→ Task statement
Find every line below where the string "Serialize" shows up, and copy those lines.

→ Data to examine
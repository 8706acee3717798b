use chrono::{DateTime, Utc};
use serde::Serialize;

use crate::models::package::Package;

/// A control word issued for one user and package tier.
///
/// Rows are append-only: a newer key supersedes older ones because lookups
/// always prefer the most recent row, but history is retained.
#[derive(Clone, Debug, Serialize)]
pub struct ControlWord {
    pub key_id: i64,
    /// 128-bit secret, hex encoded.
    pub key_value: String,
    pub created_at: DateTime<Utc>,
    /// `None` means the key never expires.
    pub valid_until: Option<DateTime<Utc>>,
    pub username: String,
    pub paket: Package,
}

→ Result
use serde::Serialize;
#[derive(Clone, Debug, Serialize)]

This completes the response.